兵士の言葉を聞いて王国騎士達は衝撃の表情を浮かべ、報告に訪れた兵士にリンが詰め寄り、無理やりに立ち上がらせて詳細を問い質す。兵士は苦しそうな表情を浮かべながら伝言を伝えた。


「わ、我々も詳しい状況は分からないんです……急に城内からバッシュ王子が姿を消し、更にシノビという男がリノ王女を連れ去ったとしか聞いておりません……!!」
「シノビがリノ王女!?」
「そ、そんな馬鹿な……」
「確かに王女の姿は見えないが……何故、そんな事を!?」


兵士の報告を聞いてテン達は何が起きているのか分からず、リンは兵士を手放すとドリスとテンに向かい合う。

いったい何が起きているのか分からず、バッシュの作戦はどうなったのか、どうしてシノビがリノを連れて逃げたのか、疑問が尽きないが分かっている事があるとすれば今回の一件はシンが裏で糸を引いている事だけだった。

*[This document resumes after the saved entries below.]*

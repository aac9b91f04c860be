use jiff::Timestamp;
use tracing::{debug, instrument};

use crate::{
    artifacts::artifact_state::ArtifactState,
    data::dataset::Dataset,
    matching::{
        feature_ranges::FeatureRanges,
        hard_constraint::HardConstraint,
        match_context::MatchContext,
        matching_params::MatchingParams,
        scoring::score_vehicle,
        vehicle_match::{MatchOutcome, VehicleMatch},
    },
};

pub const MIN_SCORE_BOUNDS: (f64, f64) = (0.0, 100.0);

pub fn clamp_min_score(min_score: f64) -> f64 {
    if min_score.is_nan() {
        return MIN_SCORE_BOUNDS.0;
    }

    min_score.clamp(MIN_SCORE_BOUNDS.0, MIN_SCORE_BOUNDS.1)
}

pub struct Matcher<'a> {
    dataset: &'a Dataset,
    artifacts: &'a ArtifactState,
    params: &'a MatchingParams,
    ranges: FeatureRanges,
}

impl<'a> Matcher<'a> {
    pub fn new(
        dataset: &'a Dataset,
        artifacts: &'a ArtifactState,
        params: &'a MatchingParams,
    ) -> Self {
        Matcher {
            dataset,
            artifacts,
            params,
            ranges: FeatureRanges::from_fleet(&dataset.vehicles),
        }
    }

    /// Ranks the vehicles able to carry `order_id`, best first. Ties are broken by vehicle id.
    #[instrument(skip(self), level = "debug")]
    pub fn find_vehicle_matches(&self, order_id: &str, min_score: f64) -> MatchOutcome {
        let min_score = clamp_min_score(min_score);
        let mut notices = vec![];

        if let Some(reason) = self.artifacts.warning() {
            notices.push(format!(
                "Model artifacts unavailable ({reason}), using heuristic scoring only"
            ));
        }

        let mut outcome = MatchOutcome {
            order_id: order_id.to_owned(),
            min_score,
            heuristic_only: !self.artifacts.is_loaded(),
            notices: vec![],
            matches: vec![],
            computed_at: Timestamp::now(),
        };

        let Some(order) = self.dataset.order(order_id) else {
            notices.push(format!("Order {order_id} not found"));
            outcome.notices = notices;
            return outcome;
        };

        let context = MatchContext::new(
            order,
            self.params,
            self.artifacts.artifacts(),
            self.ranges,
        );

        let mut matches: Vec<VehicleMatch> = self
            .dataset
            .vehicles
            .iter()
            .filter(|vehicle| match HardConstraint::first_violation(&context, vehicle) {
                Some(constraint) => {
                    debug!(
                        vehicle_id = %vehicle.vehicle_id,
                        constraint = constraint.constraint_name(),
                        "Vehicle excluded"
                    );
                    false
                }
                None => true,
            })
            .map(|vehicle| {
                let (breakdown, notes) = score_vehicle(&context, vehicle);
                VehicleMatch {
                    vehicle: vehicle.clone(),
                    score: breakdown.total(&self.params.weights),
                    breakdown,
                    notes,
                }
            })
            .filter(|vehicle_match| vehicle_match.score >= min_score)
            .collect();

        matches.sort_by(|a, b| {
            b.score
                .total_cmp(&a.score)
                .then_with(|| a.vehicle.vehicle_id.cmp(&b.vehicle.vehicle_id))
        });

        if matches.is_empty() {
            notices.push(String::from(
                "No suitable vehicles found with the current constraints. Try lowering the minimum score.",
            ));
        }

        debug!(
            order_id,
            matches = matches.len(),
            required_kg = context.required_kg,
            "Matching done"
        );

        outcome.notices = notices;
        outcome.matches = matches;
        outcome
    }
}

(宰相……あんた、いったい何を仕出かすつもりだい!?)


シンの考えは読み取れないが、状況的に考えても彼に先手を取られた事は間違いなく、テンは悔しく思う。彼女はシンとも付き合いが長く、とても国を裏切るような男には思えなかった。だからこそバッシュの話を聞いた時も半信半疑だったのに、この状況下では彼が何かを市郡だようにしか思えない。

テンは自分達が嵌められた事を悟り、急いでバッシュを救い出してリノ達の後を追う必要があった。だが、こんな時に更に三人の元に急報が届く。